Segment Open

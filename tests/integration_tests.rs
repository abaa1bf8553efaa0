use music_data_plots::buckets::ScoreBucket;
use music_data_plots::pipelines::genres::GenreData;
use music_data_plots::pipelines::reviews::ReviewData;
use std::fs;
use std::path::{Path, PathBuf};

fn fixture_dir(name: &str) -> PathBuf {
    let dir = std::env::temp_dir().join(name);
    let _ = fs::remove_dir_all(&dir); // clean up any prior run
    fs::create_dir_all(&dir).unwrap();
    dir
}

fn write_artist_csv(dir: &Path) {
    fs::write(
        dir.join("data_by_artist.csv"),
        "artists,acousticness,danceability,duration_ms,energy,instrumentalness,liveness,loudness,speechiness,tempo,valence,popularity,key,mode,count\n\
         A,0.1,0.5,200000,0.6,0.0,0.2,-6.0,0.05,120.0,0.5,50,5,1,10\n\
         B,0.2,0.7,210000,0.5,0.1,0.3,-7.0,0.04,110.0,0.4,45,4,1,8\n\
         C,0.3,0.9,220000,0.4,0.2,0.4,-8.0,0.03,100.0,0.3,40,3,0,6\n",
    )
    .unwrap();
}

fn write_reviews_csv(dir: &Path, lines: &[(&str, f64)]) {
    let mut csv = String::from(
        "reviewid,title,artist,url,score,best_new_music,author,pub_date,pub_weekday,pub_day,pub_month,pub_year\n",
    );
    for (id, (artist, score)) in lines.iter().enumerate() {
        csv.push_str(&format!(
            "{},album,{artist},http://x,{score},0,author,2016-03-02,2,2,3,2016\n",
            id + 1
        ));
    }
    fs::write(dir.join("reviews.csv"), csv).unwrap();
}

#[test]
fn test_review_pipeline_top5_scenario() {
    // 10 qualifying reviews for "a", 2 for "b", none for "c"
    let dir = fixture_dir("music_data_plots_it_top5");
    write_artist_csv(&dir);

    let mut reviews: Vec<(&str, f64)> = Vec::new();
    for _ in 0..10 {
        reviews.push(("a", 8.4));
    }
    for _ in 0..2 {
        reviews.push(("b", 8.9));
    }
    reviews.push(("c", 6.0)); // below cutoff, never counted
    write_reviews_csv(&dir, &reviews);

    let data = ReviewData::load(&dir).unwrap();
    let top = data.top_reviewed(5);

    assert!(top.len() <= 5);
    assert_eq!(top[0].artist, "a");
    assert_eq!(top[0].review_count, 10);
    assert!(top.iter().any(|t| t.artist == "b"));
    // no qualifying reviews means no row on the left side of the inner join
    assert!(top.iter().all(|t| t.artist != "c"));

    fs::remove_dir_all(&dir).unwrap();
}

#[test]
fn test_review_pipeline_join_keys_case_folded() {
    let dir = fixture_dir("music_data_plots_it_casefold");
    write_artist_csv(&dir); // upper-case artists A, B, C

    write_reviews_csv(&dir, &[("a", 9.0), ("A", 7.0), ("b", 8.0)]);

    let data = ReviewData::load(&dir).unwrap();
    let rows = data.scatter_rows();

    // "a" and "A" fold to one key; the join holds it once with the mean score
    let a = rows.iter().find(|r| r.artist == "a").unwrap();
    assert!((a.score - 8.0).abs() < 1e-12);

    // every joined key exists case-folded on both sides
    assert!(rows.len() <= 3);
    for row in &rows {
        assert!(["a", "b", "c"].contains(&row.artist.as_str()));
    }

    fs::remove_dir_all(&dir).unwrap();
}

#[test]
fn test_review_pipeline_bucket_assignment() {
    let dir = fixture_dir("music_data_plots_it_buckets");
    write_artist_csv(&dir);
    // one artist per bucket boundary of interest
    write_reviews_csv(&dir, &[("a", 6.0), ("b", 6.01), ("c", 10.0)]);

    let data = ReviewData::load(&dir).unwrap();
    let buckets = data.score_buckets();

    let kinds: Vec<ScoreBucket> = buckets.iter().map(|b| b.bucket).collect();
    assert_eq!(
        kinds,
        vec![
            ScoreBucket::SixOrLower,
            ScoreBucket::SixToSeven,
            ScoreBucket::NineToTen,
        ]
    );
    assert_eq!(buckets[0].bucket.to_string(), "6 or lower");

    fs::remove_dir_all(&dir).unwrap();
}

#[test]
fn test_genre_pipeline_end_to_end() {
    let dir = fixture_dir("music_data_plots_it_genres");
    fs::write(
        dir.join("data_w_genres.csv"),
        "genres,artists,acousticness,danceability,duration_ms,energy,instrumentalness,liveness,loudness,speechiness,tempo,valence,popularity,key,mode,count\n\
         \"['indie rock', 'lo-fi']\",One,0.3,0.5,200000,0.6,0.1,0.2,-7.0,0.05,120.0,0.5,61,5,1,9\n\
         \"['indie rock']\",Two,0.5,0.6,205000,0.5,0.2,0.3,-8.0,0.04,118.0,0.4,55,4,1,7\n\
         \"['ambient']\",Three,0.9,0.2,300000,0.1,0.8,0.1,-20.0,0.03,80.0,0.2,30,2,0,5\n\
         \"[]\",Four,0.5,0.5,210000,0.5,0.1,0.2,-9.0,0.05,100.0,0.5,50,4,1,6\n",
    )
    .unwrap();
    fs::write(
        dir.join("data_by_year.csv"),
        "year,acousticness,danceability,duration_ms,energy,instrumentalness,liveness,loudness,speechiness,tempo,valence,popularity,key,mode\n\
         2000,0.4,0.6,200000,0.7,0.05,0.2,-7.0,0.06,122.0,0.6,55,5,1\n\
         2001,0.38,0.62,201000,0.71,0.05,0.21,-6.9,0.06,123.0,0.61,56,5,1\n",
    )
    .unwrap();

    let data = GenreData::load(&dir).unwrap();

    // "[]" excluded entirely; subgenres collapsed to the primary genre
    let genres: Vec<&str> = data.by_genre.iter().map(|g| g.genre.as_str()).collect();
    assert_eq!(genres, vec!["ambient", "indie rock"]);

    let indie = data
        .by_genre
        .iter()
        .find(|g| g.genre == "indie rock")
        .unwrap();
    assert_eq!(indie.artist_count, 2);
    assert!((indie.features.danceability - 0.55).abs() < 1e-12);

    let top = data.top_genres(1);
    assert_eq!(top[0].genre, "indie rock");

    let years: Vec<i32> = data.recent_years(70).iter().map(|(y, _)| *y).collect();
    assert_eq!(years, vec![2001, 2000]);

    fs::remove_dir_all(&dir).unwrap();
}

Segment Closed

__What is expected__: From the first line through the last, give the data above again exactly.

__Solution to this exercise__:
filename tests/integration_tests.rs
repository abaa1bf8553efaa0
use music_data_plots::buckets::ScoreBucket;
use music_data_plots::pipelines::genres::GenreData;
use music_data_plots::pipelines::reviews::ReviewData;
use std::fs;
use std::path::{Path, PathBuf};

fn fixture_dir(name: &str) -> PathBuf {
    let dir = std::env::temp_dir().join(name);
    let _ = fs::remove_dir_all(&dir); // clean up any prior run
    fs::create_dir_all(&dir).unwrap();
    dir
}

fn write_artist_csv(dir: &Path) {
    fs::write(
        dir.join("data_by_artist.csv"),
        "artists,acousticness,danceability,duration_ms,energy,instrumentalness,liveness,loudness,speechiness,tempo,valence,popularity,key,mode,count\n\
         A,0.1,0.5,200000,0.6,0.0,0.2,-6.0,0.05,120.0,0.5,50,5,1,10\n\
         B,0.2,0.7,210000,0.5,0.1,0.3,-7.0,0.04,110.0,0.4,45,4,1,8\n\
         C,0.3,0.9,220000,0.4,0.2,0.4,-8.0,0.03,100.0,0.3,40,3,0,6\n",
    )
    .unwrap();
}

fn write_reviews_csv(dir: &Path, lines: &[(&str, f64)]) {
    let mut csv = String::from(
        "reviewid,title,artist,url,score,best_new_music,author,pub_date,pub_weekday,pub_day,pub_month,pub_year\n",
    );
    for (id, (artist, score)) in lines.iter().enumerate() {
        csv.push_str(&format!(
            "{},album,{artist},http://x,{score},0,author,2016-03-02,2,2,3,2016\n",
            id + 1
        ));
    }
    fs::write(dir.join("reviews.csv"), csv).unwrap();
}

#[test]
fn test_review_pipeline_top5_scenario() {
    // 10 qualifying reviews for "a", 2 for "b", none for "c"
    let dir = fixture_dir("music_data_plots_it_top5");
    write_artist_csv(&dir);

    let mut reviews: Vec<(&str, f64)> = Vec::new();
    for _ in 0..10 {
        reviews.push(("a", 8.4));
    }
    for _ in 0..2 {
        reviews.push(("b", 8.9));
    }
    reviews.push(("c", 6.0)); // below cutoff, never counted
    write_reviews_csv(&dir, &reviews);

    let data = ReviewData::load(&dir).unwrap();
    let top = data.top_reviewed(5);

    assert!(top.len() <= 5);
    assert_eq!(top[0].artist, "a");
    assert_eq!(top[0].review_count, 10);
    assert!(top.iter().any(|t| t.artist == "b"));
    // no qualifying reviews means no row on the left side of the inner join
    assert!(top.iter().all(|t| t.artist != "c"));

    fs::remove_dir_all(&dir).unwrap();
}

#[test]
fn test_review_pipeline_join_keys_case_folded() {
    let dir = fixture_dir("music_data_plots_it_casefold");
    write_artist_csv(&dir); // upper-case artists A, B, C

    write_reviews_csv(&dir, &[("a", 9.0), ("A", 7.0), ("b", 8.0)]);

    let data = ReviewData::load(&dir).unwrap();
    let rows = data.scatter_rows();

    // "a" and "A" fold to one key; the join holds it once with the mean score
    let a = rows.iter().find(|r| r.artist == "a").unwrap();
    assert!((a.score - 8.0).abs() < 1e-12);

    // every joined key exists case-folded on both sides
    assert!(rows.len() <= 3);
    for row in &rows {
        assert!(["a", "b", "c"].contains(&row.artist.as_str()));
    }

    fs::remove_dir_all(&dir).unwrap();
}

#[test]
fn test_review_pipeline_bucket_assignment() {
    let dir = fixture_dir("music_data_plots_it_buckets");
    write_artist_csv(&dir);
    // one artist per bucket boundary of interest
    write_reviews_csv(&dir, &[("a", 6.0), ("b", 6.01), ("c", 10.0)]);

    let data = ReviewData::load(&dir).unwrap();
    let buckets = data.score_buckets();

    let kinds: Vec<ScoreBucket> = buckets.iter().map(|b| b.bucket).collect();
    assert_eq!(
        kinds,
        vec![
            ScoreBucket::SixOrLower,
            ScoreBucket::SixToSeven,
            ScoreBucket::NineToTen,
        ]
    );
    assert_eq!(buckets[0].bucket.to_string(), "6 or lower");

    fs::remove_dir_all(&dir).unwrap();
}

#[test]
fn test_genre_pipeline_end_to_end() {
    let dir = fixture_dir("music_data_plots_it_genres");
    fs::write(
        dir.join("data_w_genres.csv"),
        "genres,artists,acousticness,danceability,duration_ms,energy,instrumentalness,liveness,loudness,speechiness,tempo,valence,popularity,key,mode,count\n\
         \"['indie rock', 'lo-fi']\",One,0.3,0.5,200000,0.6,0.1,0.2,-7.0,0.05,120.0,0.5,61,5,1,9\n\
         \"['indie rock']\",Two,0.5,0.6,205000,0.5,0.2,0.3,-8.0,0.04,118.0,0.4,55,4,1,7\n\
         \"['ambient']\",Three,0.9,0.2,300000,0.1,0.8,0.1,-20.0,0.03,80.0,0.2,30,2,0,5\n\
         \"[]\",Four,0.5,0.5,210000,0.5,0.1,0.2,-9.0,0.05,100.0,0.5,50,4,1,6\n",
    )
    .unwrap();
    fs::write(
        dir.join("data_by_year.csv"),
        "year,acousticness,danceability,duration_ms,energy,instrumentalness,liveness,loudness,speechiness,tempo,valence,popularity,key,mode\n\
         2000,0.4,0.6,200000,0.7,0.05,0.2,-7.0,0.06,122.0,0.6,55,5,1\n\
         2001,0.38,0.62,201000,0.71,0.05,0.21,-6.9,0.06,123.0,0.61,56,5,1\n",
    )
    .unwrap();

    let data = GenreData::load(&dir).unwrap();

    // "[]" excluded entirely; subgenres collapsed to the primary genre
    let genres: Vec<&str> = data.by_genre.iter().map(|g| g.genre.as_str()).collect();
    assert_eq!(genres, vec!["ambient", "indie rock"]);

    let indie = data
        .by_genre
        .iter()
        .find(|g| g.genre == "indie rock")
        .unwrap();
    assert_eq!(indie.artist_count, 2);
    assert!((indie.features.danceability - 0.55).abs() < 1e-12);

    let top = data.top_genres(1);
    assert_eq!(top[0].genre, "indie rock");

    let years: Vec<i32> = data.recent_years(70).iter().map(|(y, _)| *y).collect();
    assert_eq!(years, vec![2001, 2000]);

    fs::remove_dir_all(&dir).unwrap();
}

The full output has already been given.